From: Richard Weinberger <richard@nod.at>
To: Olivier Schonken <olivier.schonken@gmail.com>
Cc: linux-mtd@lists.infradead.org,
David Woodhouse <dwmw2@infradead.org>,
Brian Norris <computersforpeace@gmail.com>,
Boris Brezillon <boris.brezillon@bootlin.com>,
Marek Vasut <marek.vasut@gmail.com>
Subject: Re: Atmel Nand PMECC UBI ECC issue
Date: Mon, 26 Mar 2018 22:07:49 +0200 [thread overview]
Message-ID: <1849050.lXIvJB3S2I@blindfold> (raw)

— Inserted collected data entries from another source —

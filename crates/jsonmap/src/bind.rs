//! Request-body binding: JSON body in, [`Mapping`] or a logged failure out.

use std::any::TypeId;
use std::io::Read;

use tracing::{debug, error};

use crate::decode;
use crate::error::ConfigurationError;
use crate::options::Options;
use crate::value::Mapping;

const BINDER_NAME: &str = "MappingBinder";

/// Descriptor of the model type a request body is being bound to.
#[derive(Debug, Clone, Copy, PartialEq, Eq)]
pub struct TargetShape {
    id: TypeId,
    name: &'static str,
}

impl TargetShape {
    pub fn of<T: ?Sized + 'static>() -> Self {
        Self {
            id: TypeId::of::<T>(),
            name: std::any::type_name::<T>(),
        }
    }

    pub fn name(&self) -> &'static str {
        self.name
    }

    fn is_mapping(&self) -> bool {
        self.id == TypeId::of::<Mapping>()
    }
}

#[derive(Debug, Clone, PartialEq)]
pub enum BindingResult {
    Bound(Mapping),
    /// Decoding failed; the cause was already logged.
    Failed,
}

impl BindingResult {
    pub fn is_bound(&self) -> bool {
        matches!(self, BindingResult::Bound(_))
    }

    pub fn model(&self) -> Option<&Mapping> {
        match self {
            BindingResult::Bound(m) => Some(m),
            BindingResult::Failed => None,
        }
    }

    pub fn into_model(self) -> Option<Mapping> {
        match self {
            BindingResult::Bound(m) => Some(m),
            BindingResult::Failed => None,
        }
    }
}

/// Binds request bodies to [`Mapping`] models. Holds immutable options only, so one
/// instance can serve any number of threads.
#[derive(Debug, Clone, Default)]
pub struct MappingBinder {
    options: Options,
}

impl MappingBinder {
    pub fn new(options: Options) -> Self {
        Self { options }
    }

    pub fn options(&self) -> &Options {
        &self.options
    }

    /// Decode `body` into a mapping.
    ///
    /// A target other than [`Mapping`] is a wiring mistake and fails before `body` is read.
    /// Malformed bodies yield [`BindingResult::Failed`] after a single error record.
    pub fn bind(
        &self,
        body: impl Read,
        target: &TargetShape,
    ) -> Result<BindingResult, ConfigurationError> {
        if !target.is_mapping() {
            return Err(ConfigurationError::UnsupportedShape {
                binder: BINDER_NAME,
                shape: target.name(),
            });
        }
        match decode::mapping_from_reader(body, &self.options) {
            Ok(mapping) => {
                debug!(members = mapping.len(), "bound request body");
                Ok(BindingResult::Bound(mapping))
            }
            Err(err) => {
                error!(error = %err, offset = ?err.offset(), "failed to bind request body");
                Ok(BindingResult::Failed)
            }
        }
    }
}

#[cfg(test)]
mod tests {
    use super::*;

    #[test]
    fn shape_names_the_type() {
        let shape = TargetShape::of::<Vec<String>>();
        assert!(shape.name().contains("Vec"));
        assert!(!shape.is_mapping());
        assert!(TargetShape::of::<Mapping>().is_mapping());
    }

    #[test]
    fn binder_is_shareable() {
        fn assert_send_sync<T: Send + Sync>() {}
        assert_send_sync::<MappingBinder>();
    }
}
use std::fmt;
use std::sync::Arc;

use chrono::{DateTime, Utc};
use indexmap::IndexMap;
use rust_decimal::Decimal;
use serde::Serialize;

use crate::encode::writer::JsonWriter;
use crate::error::EncodeError;
use crate::naming::NamingPolicy;

/// String-keyed, insertion-ordered object.
pub type Mapping = IndexMap<String, Value>;

#[derive(Debug, Clone)]
pub enum Value {
    Null,
    Bool(bool),
    Integer(i64),
    Decimal(Decimal),
    Text(String),
    Timestamp(DateTime<Utc>),
    Sequence(Vec<Value>),
    Mapping(Mapping),
    Structured(Structured),
}

#[derive(Debug, Clone, Copy, PartialEq, Eq)]
pub enum ValueKind {
    Null,
    Bool,
    Integer,
    Decimal,
    Text,
    Timestamp,
    Sequence,
    Mapping,
    Structured,
}

impl fmt::Display for ValueKind {
    fn fmt(&self, f: &mut fmt::Formatter<'_>) -> fmt::Result {
        f.write_str(match self {
            ValueKind::Null => "null",
            ValueKind::Bool => "bool",
            ValueKind::Integer => "integer",
            ValueKind::Decimal => "decimal",
            ValueKind::Text => "text",
            ValueKind::Timestamp => "timestamp",
            ValueKind::Sequence => "sequence",
            ValueKind::Mapping => "mapping",
            ValueKind::Structured => "structured",
        })
    }
}

impl Value {
    pub fn kind(&self) -> ValueKind {
        match self {
            Value::Null => ValueKind::Null,
            Value::Bool(_) => ValueKind::Bool,
            Value::Integer(_) => ValueKind::Integer,
            Value::Decimal(_) => ValueKind::Decimal,
            Value::Text(_) => ValueKind::Text,
            Value::Timestamp(_) => ValueKind::Timestamp,
            Value::Sequence(_) => ValueKind::Sequence,
            Value::Mapping(_) => ValueKind::Mapping,
            Value::Structured(_) => ValueKind::Structured,
        }
    }

    pub fn is_null(&self) -> bool {
        matches!(self, Value::Null)
    }

    pub fn as_bool(&self) -> Option<bool> {
        match self {
            Value::Bool(b) => Some(*b),
            _ => None,
        }
    }

    pub fn as_i64(&self) -> Option<i64> {
        match self {
            Value::Integer(i) => Some(*i),
            _ => None,
        }
    }

    pub fn as_decimal(&self) -> Option<&Decimal> {
        match self {
            Value::Decimal(d) => Some(d),
            _ => None,
        }
    }

    pub fn as_str(&self) -> Option<&str> {
        match self {
            Value::Text(s) => Some(s),
            _ => None,
        }
    }

    pub fn as_timestamp(&self) -> Option<&DateTime<Utc>> {
        match self {
            Value::Timestamp(t) => Some(t),
            _ => None,
        }
    }

    pub fn as_sequence(&self) -> Option<&[Value]> {
        match self {
            Value::Sequence(items) => Some(items),
            _ => None,
        }
    }

    pub fn as_mapping(&self) -> Option<&Mapping> {
        match self {
            Value::Mapping(m) => Some(m),
            _ => None,
        }
    }
}

impl PartialEq for Value {
    fn eq(&self, other: &Self) -> bool {
        match (self, other) {
            (Value::Null, Value::Null) => true,
            (Value::Bool(a), Value::Bool(b)) => a == b,
            (Value::Integer(a), Value::Integer(b)) => a == b,
            (Value::Decimal(a), Value::Decimal(b)) => a == b,
            (Value::Text(a), Value::Text(b)) => a == b,
            (Value::Timestamp(a), Value::Timestamp(b)) => a == b,
            (Value::Sequence(a), Value::Sequence(b)) => a == b,
            (Value::Mapping(a), Value::Mapping(b)) => a == b,
            (Value::Structured(a), Value::Structured(b)) => a.same_record(b),
            // Integer(1) and Decimal(1) are different kinds
            _ => false,
        }
    }
}

macro_rules! from_integer {
    ($($t:ty)*) => {$(
        impl From<$t> for Value {
            fn from(v: $t) -> Self {
                Value::Integer(v.into())
            }
        }
    )*};
}

from_integer!(i8 i16 i32 i64 u8 u16 u32);

impl From<bool> for Value {
    fn from(v: bool) -> Self {
        Value::Bool(v)
    }
}

impl From<Decimal> for Value {
    fn from(v: Decimal) -> Self {
        Value::Decimal(v)
    }
}

impl From<&str> for Value {
    fn from(v: &str) -> Self {
        Value::Text(v.to_string())
    }
}

impl From<String> for Value {
    fn from(v: String) -> Self {
        Value::Text(v)
    }
}

impl From<DateTime<Utc>> for Value {
    fn from(v: DateTime<Utc>) -> Self {
        Value::Timestamp(v)
    }
}

impl From<Vec<Value>> for Value {
    fn from(v: Vec<Value>) -> Self {
        Value::Sequence(v)
    }
}

impl From<Mapping> for Value {
    fn from(v: Mapping) -> Self {
        Value::Mapping(v)
    }
}

impl From<Structured> for Value {
    fn from(v: Structured) -> Self {
        Value::Structured(v)
    }
}

impl<T: Into<Value>> From<Option<T>> for Value {
    fn from(v: Option<T>) -> Self {
        v.map_or(Value::Null, Into::into)
    }
}

impl<K: Into<String>, V: Into<Value>> FromIterator<(K, V)> for Value {
    fn from_iter<I: IntoIterator<Item = (K, V)>>(iter: I) -> Self {
        Value::Mapping(iter.into_iter().map(|(k, v)| (k.into(), v.into())).collect())
    }
}

/// Capability to write a host-defined record through the generic writer.
///
/// The encoder never inspects a structured value; it hands over the output and the active
/// naming policy and lets the record write itself.
pub trait StructuredValue: Send + Sync {
    fn type_name(&self) -> &'static str;

    fn write_json(&self, out: &mut dyn JsonWriter, naming: NamingPolicy)
    -> Result<(), EncodeError>;
}

struct SerdeRecord<T>(T);

impl<T: Serialize + Send + Sync> StructuredValue for SerdeRecord<T> {
    fn type_name(&self) -> &'static str {
        std::any::type_name::<T>()
    }

    fn write_json(
        &self,
        out: &mut dyn JsonWriter,
        naming: NamingPolicy,
    ) -> Result<(), EncodeError> {
        crate::ser::serialize_into(&self.0, out, naming)
    }
}

/// Shared handle to an opaque record.
#[derive(Clone)]
pub struct Structured(Arc<dyn StructuredValue>);

impl Structured {
    /// Wrap any serde-serializable record; its struct field names follow the naming policy.
    pub fn new<T: Serialize + Send + Sync + 'static>(record: T) -> Self {
        Structured(Arc::new(SerdeRecord(record)))
    }

    pub fn from_writer(writer: Arc<dyn StructuredValue>) -> Self {
        Structured(writer)
    }

    pub fn type_name(&self) -> &'static str {
        self.0.type_name()
    }

    pub fn write_json(
        &self,
        out: &mut dyn JsonWriter,
        naming: NamingPolicy,
    ) -> Result<(), EncodeError> {
        self.0.write_json(out, naming)
    }

    fn same_record(&self, other: &Structured) -> bool {
        Arc::ptr_eq(&self.0, &other.0)
    }
}

impl fmt::Debug for Structured {
    fn fmt(&self, f: &mut fmt::Formatter<'_>) -> fmt::Result {
        f.debug_tuple("Structured").field(&self.type_name()).finish()
    }
}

In-Reply-To: <CALdGskLaHrZGa7u4_jmJjq1VPRv6AYgRpSsYcNy+-EtgWR0H=Q@mail.gmail.com>
Oliver,
Am Montag, 26. März 2018, 16:56:17 CEST schrieb Olivier Schonken:
> Sorry for the resend, seems my gmail editor was in HTML mode which got
> rejected by the mailing list. Humble apologies.
>
> I have run into an issue with the Atmel nand controller on the
> SAMA5D36, which I am struggling to debug.
>
> We are using custom hardware based on the SAMA5D36. With Micron
> MT29F8G08ABBCAH4 NAND flash. Kernel version is 4.14.29 - mainline
> from kernel.org. ECC strength is 24 bits with 1024 byte sector size.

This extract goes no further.